# Exercise description
Collect the lines of the entries where "successor" shows up.

# Data extract

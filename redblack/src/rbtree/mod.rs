use std::borrow::Borrow;
use std::cmp::Ordering;
use std::fmt::{self, Debug, Display};
use std::marker::PhantomData;
use std::mem::swap;
use std::ptr::NonNull;

use log::trace;

use crate::{DuplicateKey, KeyNotFound};

mod iter;
mod node;

pub use iter::Iter;
use node::Color::{Black, Red};
use node::{Link, Node};

/// An ordered set of unique keys kept balanced with red-black colouring.
///
/// Every node is red or black, the root is black, no red node has a red child and every path from
/// a node down to an empty link passes through the same number of black nodes. Together these keep
/// the height below `2 * log2(n + 1)`, so [`insert`](Self::insert), [`delete`](Self::delete) and
/// [`contains`](Self::contains) are all `O(log n)`.
///
/// The tree is not internally synchronized. Share it between threads behind a
/// [`RwLock`](std::sync::RwLock): mutations take the write lock, lookups and iteration the read
/// lock.
pub struct Rbtree<K> {
    root: Link<K>,
    len: usize,
    marker: PhantomData<Box<Node<K>>>,
}

unsafe impl<K: Send> Send for Rbtree<K> {}
// Shared references only ever read through the tree.
unsafe impl<K: Sync> Sync for Rbtree<K> {}

impl<K> Default for Rbtree<K> {
    fn default() -> Self {
        Self::new()
    }
}

impl<K> Drop for Rbtree<K> {
    fn drop(&mut self) {
        if let Some(root) = self.root.take() {
            unsafe { Node::destroy_tree(root) }
        }
    }
}

impl<K> Rbtree<K> {
    /// Creates an empty tree.
    #[must_use]
    pub const fn new() -> Self {
        Self { root: None, len: 0, marker: PhantomData }
    }

    /// Returns the number of keys in the tree.
    #[must_use]
    pub const fn len(&self) -> usize {
        self.len
    }

    /// Returns `true` if the tree holds no keys.
    #[must_use]
    pub const fn is_empty(&self) -> bool {
        self.root.is_none()
    }

    /// Returns an iterator over the keys in ascending order.
    pub fn iter(&self) -> Iter<'_, K> {
        Iter::new(self.root, self.len)
    }

    // Points the slot that referred to `old` at `new`. With no parent that slot is the root.
    fn relink(&mut self, parent: Link<K>, old: NonNull<Node<K>>, new: Link<K>) {
        match parent {
            Some(p) => Node::replace_child(p, old, new),
            None => self.root = new,
        }
    }

    fn rotate_left(&mut self, node: NonNull<Node<K>>) {
        let lifted = Node::rotate_left(node);
        self.relink(Node::parent(lifted), node, Some(lifted));
    }

    fn rotate_right(&mut self, node: NonNull<Node<K>>) {
        let lifted = Node::rotate_right(node);
        self.relink(Node::parent(lifted), node, Some(lifted));
    }
}

// c - current
// p - parent
// g - grandparent
// s - sibling
impl<K: Ord> Rbtree<K> {
    fn find_node<Q>(&self, key: &Q) -> Option<NonNull<Node<K>>>
    where
        K: Borrow<Q>,
        Q: Ord + ?Sized,
    {
        let mut n = self.root?;

        loop {
            let nb = unsafe { n.as_ref() };
            let next = match key.cmp(nb.key.borrow()) {
                Ordering::Equal => break,
                Ordering::Less => nb.left,
                Ordering::Greater => nb.right,
            };

            n = next?;
        }

        Some(n)
    }

    /// Returns `true` if the tree contains `key`.
    pub fn contains<Q>(&self, key: &Q) -> bool
    where
        K: Borrow<Q>,
        Q: Ord + ?Sized,
    {
        self.find_node(key).is_some()
    }

    /// Inserts `key` and rebalances.
    ///
    /// # Errors
    /// Returns the key inside [`DuplicateKey`] if an equal key is already present. The tree is
    /// unchanged in that case.
    pub fn insert(&mut self, key: K) -> Result<(), DuplicateKey<K>> {
        let Some(mut p) = self.root else {
            let node = Node::alloc(key, None);
            self.root = Some(node);
            self.len += 1;
            self.fix_after_insert(node);
            return Ok(());
        };

        let left = loop {
            let pb = unsafe { p.as_ref() };
            let (next, left) = match key.cmp(&pb.key) {
                Ordering::Equal => return Err(DuplicateKey(key)),
                Ordering::Less => (pb.left, true),
                Ordering::Greater => (pb.right, false),
            };

            match next {
                None => break left,
                Some(next) => p = next,
            }
        };

        let node = Node::alloc(key, Some(p));
        let pb = unsafe { p.as_mut() };
        if left {
            pb.left = Some(node);
        } else {
            pb.right = Some(node);
        }

        self.len += 1;
        self.fix_after_insert(node);
        Ok(())
    }

    /// Removes `key` and rebalances, returning the key that was stored in the tree.
    ///
    /// # Errors
    /// Returns [`KeyNotFound`] if no equal key is present. The tree is unchanged in that case.
    pub fn delete<Q>(&mut self, key: &Q) -> Result<K, KeyNotFound>
    where
        K: Borrow<Q>,
        Q: Ord + ?Sized,
    {
        let mut n = self.find_node(key).ok_or(KeyNotFound)?;

        let nb = unsafe { n.as_mut() };
        // Ensure the node has at most one child by trading keys with its successor and unlinking
        // the successor instead.
        let n = if let (Some(_), Some(right)) = (nb.left, nb.right) {
            let mut s = Node::leftmost(right);
            swap(&mut nb.key, &mut unsafe { s.as_mut() }.key);
            s
        } else {
            n
        };

        self.unlink(n);
        self.len -= 1;

        // By now there are no other pointers to n and it can be dropped.
        let n = unsafe { Box::from_raw(n.as_ptr()) };
        Ok(n.key)
    }

    // Detaches a node with at most one child, promoting that child into its slot.
    fn unlink(&mut self, n: NonNull<Node<K>>) {
        let nb = unsafe { n.as_ref() };
        let child = match (nb.left, nb.right) {
            (Some(_), Some(_)) => unreachable!(),
            (l, r) => l.or(r),
        };

        if nb.color == Black {
            if Node::link_color(child) == Red {
                // The child takes over the removed black.
                Node::paint(child.expect("Red link cannot be None"), Black);
            } else {
                // Removing n leaves a black deficit on its side. n stands in for the empty link
                // that will replace it until the deficit has been pushed out.
                self.fix_black_node_before_delete(n);
            }
        }

        // The fixup may have rotated n under a different parent.
        let p = Node::parent(n);
        if let Some(mut c) = child {
            unsafe { c.as_mut() }.parent = p;
        }
        self.relink(p, n, child);
    }

    fn fix_after_insert(&mut self, node: NonNull<Node<K>>) {
        let mut c = node;
        loop {
            let Some(mut p) = Node::parent(c) else {
                // We've reached the root, and it cannot be red
                Node::paint(c, Black);
                return;
            };

            if Node::color(p) == Black {
                return;
            }

            let g = Node::parent(p).expect("Red parent cannot be the root");

            if let Some(u) = Node::uncle(c) {
                if Node::color(u) == Red {
                    // The uncle is red, push the redness up to g and continue from there
                    trace!("insert fixup: red uncle, recolouring");
                    Node::paint(p, Black);
                    Node::paint(u, Black);
                    Node::paint(g, Red);
                    c = g;
                    continue;
                }
            }

            // c is on the inside of g, rotate it out so it replaces p
            if Node::is_right_child(p) && Node::is_left_child(c) {
                trace!("insert fixup: inner grandchild, rotating parent right");
                self.rotate_right(p);
                p = c;
            } else if Node::is_left_child(p) && Node::is_right_child(c) {
                trace!("insert fixup: inner grandchild, rotating parent left");
                self.rotate_left(p);
                p = c;
            }

            trace!("insert fixup: outer grandchild, rotating grandparent");
            Node::paint(p, Black);
            Node::paint(g, Red);
            if Node::is_right_child(p) {
                self.rotate_left(g);
            } else {
                self.rotate_right(g);
            }
            return;
        }
    }

    // node is black, attached and one black short compared to its sibling subtree. A non-root
    // node in that position always has a sibling.
    fn fix_black_node_before_delete(&mut self, node: NonNull<Node<K>>) {
        let mut c = node;
        while let Some(p) = Node::parent(c) {
            let left = Node::is_left_child(c);
            let sibling = |c: NonNull<Node<K>>| {
                Node::sibling(c).expect("Non-root black node must have sibling")
            };

            let mut s = sibling(c);
            if Node::color(s) == Red {
                // Make s black and rotate it into p's place so c gets a black sibling
                trace!("delete fixup: red sibling, rotating parent");
                Node::paint(s, Black);
                Node::paint(p, Red);
                if left {
                    self.rotate_left(p);
                } else {
                    self.rotate_right(p);
                }
                s = sibling(c);
            }

            let (near, far) = {
                let sb = unsafe { s.as_ref() };
                if left { (sb.left, sb.right) } else { (sb.right, sb.left) }
            };

            if Node::link_color(near) == Black && Node::link_color(far) == Black {
                Node::paint(s, Red);
                if Node::color(p) == Black {
                    // p, s and both its children are black. Taking a black from s balances p's
                    // subtree but p itself is now short, continue up the tree
                    trace!("delete fixup: black family, moving up");
                    c = p;
                    continue;
                }

                // Swap the redness of p down onto s
                trace!("delete fixup: red parent, recolouring");
                Node::paint(p, Black);
                return;
            }

            if Node::link_color(far) == Black {
                // Only the near child is red, rotate it onto s so the far side is red
                trace!("delete fixup: red near nephew, rotating sibling");
                let near = near.expect("Red link cannot be None");
                Node::paint(near, Black);
                Node::paint(s, Red);
                if left {
                    self.rotate_right(s);
                } else {
                    self.rotate_left(s);
                }
                s = near;
            }

            // s is black with a red far child. Rotate s onto p, taking p's colour, and make both
            // its children black.
            trace!("delete fixup: red far nephew, rotating parent");
            Node::paint(s, Node::color(p));
            Node::paint(p, Black);
            let sb = unsafe { s.as_ref() };
            let far = if left { sb.right } else { sb.left };
            Node::paint(far.expect("Red far child cannot be None"), Black);
            if left {
                self.rotate_left(p);
            } else {
                self.rotate_right(p);
            }
            return;
        }
    }
}

impl<K: Display> Display for Rbtree<K> {
    fn fmt(&self, f: &mut fmt::Formatter<'_>) -> fmt::Result {
        match self.root {
            Some(root) => Display::fmt(unsafe { root.as_ref() }, f),
            None => f.write_str("Empty tree."),
        }
    }
}

impl<K: Debug> Debug for Rbtree<K> {
    fn fmt(&self, f: &mut fmt::Formatter<'_>) -> fmt::Result {
        f.debug_set().entries(self.iter()).finish()
    }
}

impl<'a, K> IntoIterator for &'a Rbtree<K> {
    type IntoIter = Iter<'a, K>;
    type Item = &'a K;

    fn into_iter(self) -> Self::IntoIter {
        self.iter()
    }
}

#[cfg(test)]
impl<K: Ord> Node<K> {
    // Returns (black height, height)
    fn verify(&self) -> (usize, usize) {
        let side = |child: Link<K>, left: bool| match child {
            None => (0, 0, false),
            Some(c) => {
                let cb = unsafe { c.as_ref() };
                assert!(std::ptr::eq(self, cb.parent.unwrap().as_ptr()));

                if left {
                    assert!(cb.key < self.key);
                } else {
                    assert!(cb.key > self.key);
                }

                let (black, height) = cb.verify();
                (black, height, cb.color == Red)
            }
        };

        let (l_black, l_height, l_red) = side(self.left, true);
        let (r_black, r_height, r_red) = side(self.right, false);

        // red nodes cannot have red children
        assert!(self.color == Black || !(l_red || r_red));
        assert_eq!(l_black, r_black);

        let black = if self.color == Red { l_black } else { l_black + 1 };
        (black, 1 + l_height.max(r_height))
    }
}

#[cfg(test)]
impl<K: Ord> Rbtree<K> {
    // Asserts every invariant and returns the height of the tree.
    fn verify(&self) -> usize {
        match self.root {
            None => {
                assert_eq!(self.len, 0);
                0
            }
            Some(root) => {
                let rb = unsafe { root.as_ref() };

                assert!(rb.parent.is_none());
                assert_eq!(rb.color, Black);
                assert_eq!(self.iter().count(), self.len);
                assert!(self.iter().zip(self.iter().skip(1)).all(|(a, b)| a < b));

                let (_, height) = rb.verify();
                height
            }
        }
    }
}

# Reply
        // Ensure the node has at most one child by trading keys with its successor and unlinking
        // the successor instead.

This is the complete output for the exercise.